Tuesday, January 04, 2011

the geography of Cleveburgh - Yo on the axis

an interesting image on the Null Space blog . . .

. . . shows the geography of the Cleveburgh map.

Or, how the author puts it, "the Greater Youngstown Metropolitan Area. "

Now imagine on the map above interstate 80 running east-west through the map, and quasi-interstate route 11 running north-south.

The City of Youngstown is where all of these axes cross each other.

From a recent Post-Gazette story:
"Northeast Ohio and southwestern Pennsylvania are far more interconnected with each other than either region is with other parts of Ohio or Pennsylvania. The day-to-day interaction of local businesses are geared toward regional partners, not Harrisburg or Columbus. Pittsburgh industries are far more linked to markets and suppliers in Youngstown, Akron and Cleveland than with those in Allentown, Scranton or even Philadelphia. In so many ways the state boundaries we think of as important are no more than lines on a map.

Annual migration among Cleveburgh communities dwarfs the movement of people to other places across the nation. Daily commuting over state borders is a growing phenomenon. It is not uncommon to see workers from Ohio and West Virginia looking for jobs in Pittsburgh, and Pittsburgh residents considering jobs in Weirton or Youngstown or farther reaches of the region.

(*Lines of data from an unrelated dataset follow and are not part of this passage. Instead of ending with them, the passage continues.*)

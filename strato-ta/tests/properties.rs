//! Property tests for the RMA and RSI invariants.

use proptest::prelude::*;
use strato_ta::Strategy as Smoothing;
use strato_ta::{rma, rsi, Series};

/// Finite prices in a plausible range.
fn prices(min_len: usize, max_len: usize) -> impl Strategy<Value = Vec<f64>> {
    prop::collection::vec(0.01f64..10_000.0, min_len..=max_len)
}

/// A walk whose every step moves the price, so no window is flat.
fn moving_prices(min_len: usize, max_len: usize) -> impl Strategy<Value = Vec<f64>> {
    let step = prop_oneof![0.01f64..5.0, -5.0f64..-0.01];
    prop::collection::vec(step, min_len..=max_len).prop_map(|steps| {
        let mut price = 1_000.0;
        steps
            .into_iter()
            .map(|s| {
                price += s;
                price
            })
            .collect()
    })
}

fn smoothing() -> impl Strategy<Value = Smoothing> {
    prop_oneof![Just(Smoothing::Exact), Just(Smoothing::Vectorized)]
}

proptest! {
    #[test]
    fn rma_output_is_aligned(
        values in prices(1, 120),
        length in 1usize..30,
        strategy in smoothing(),
    ) {
        prop_assume!(values.len() >= length);
        let source = Series::from(values.clone());
        let result = rma(&source, length, strategy).unwrap();

        prop_assert_eq!(result.len(), values.len() - length + 1);
        let expected_index: Vec<usize> = (length - 1..values.len()).collect();
        prop_assert_eq!(result.index(), expected_index.as_slice());
    }

    #[test]
    fn exact_rma_follows_recurrence(values in prices(2, 120), length in 1usize..30) {
        prop_assume!(values.len() >= length);
        let alpha = 1.0 / length as f64;
        let result = rma(&Series::from(values.clone()), length, Smoothing::Exact).unwrap();
        let out = result.values();

        for k in 1..out.len() {
            prop_assert_eq!(out[k], alpha * values[length + k - 1] + (1.0 - alpha) * out[k - 1]);
        }
    }

    #[test]
    fn rma_stays_within_input_range(
        values in prices(1, 120),
        length in 1usize..30,
        strategy in smoothing(),
    ) {
        prop_assume!(values.len() >= length);
        let lo = values.iter().cloned().fold(f64::INFINITY, f64::min);
        let hi = values.iter().cloned().fold(f64::NEG_INFINITY, f64::max);
        let result = rma(&Series::from(values), length, strategy).unwrap();

        for &v in result.values() {
            prop_assert!(v >= lo - 1e-6 && v <= hi + 1e-6, "{} outside [{}, {}]", v, lo, hi);
        }
    }

    #[test]
    fn rsi_is_bounded(values in moving_prices(2, 150), length in 1usize..30) {
        prop_assume!(values.len() > length);
        let result = rsi(&Series::from(values.clone()), length).unwrap();

        prop_assert_eq!(result.len(), values.len() - length);
        for &v in result.values() {
            prop_assert!((0.0..=100.0).contains(&v), "rsi {} out of bounds", v);
        }
    }

    #[test]
    fn rma_is_bit_identical_across_calls(
        values in prices(1, 80),
        length in 1usize..20,
        strategy in smoothing(),
    ) {
        prop_assume!(values.len() >= length);
        let source = Series::from(values);
        let first = rma(&source, length, strategy).unwrap();
        let second = rma(&source, length, strategy).unwrap();

        let first_bits: Vec<u64> = first.values().iter().map(|v| v.to_bits()).collect();
        let second_bits: Vec<u64> = second.values().iter().map(|v| v.to_bits()).collect();
        prop_assert_eq!(first_bits, second_bits);
    }
}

No one definition of our greater region is right for all circumstances. But we can't be limited by municipal or state boundaries that mean less and less as time goes by.

Roads and rivers, power lines and pollution; all ignore the lines arbitrarily drawn on maps centuries ago. It is our mental map of who we are that will have the most to do with who we become."
well said, Mr. Briem.


Joe Lowry said...

Well said but it also raises the question about why people have to look for jobs 60 miles from their homes. Wouldn't it be more reasonable to think that it shouldn't be necessary in the first place for a resident of Youngstown to work in Pittsburgh when s/he could/should/would work in Youngstown? That was my first thought after reading that. (from someone who travels 90 minutes each way to work everyday and would rather not.)

Anonymous said...

Definitely interesting to think about an economic development model for Youngstown/Warren that focuses on regional services that have economies of scale better suited to the "Cleveburgh" scale rather than either MSA individually.

ArroyoLover said...

Another example of how people live and work along Watershed Boundaries (Cuyahoga River and Mahoning River-Shenango Rivers)rather than geopolitical ones. It would be nice if regional planning started to work within these natural parameters rather than artificially created ones.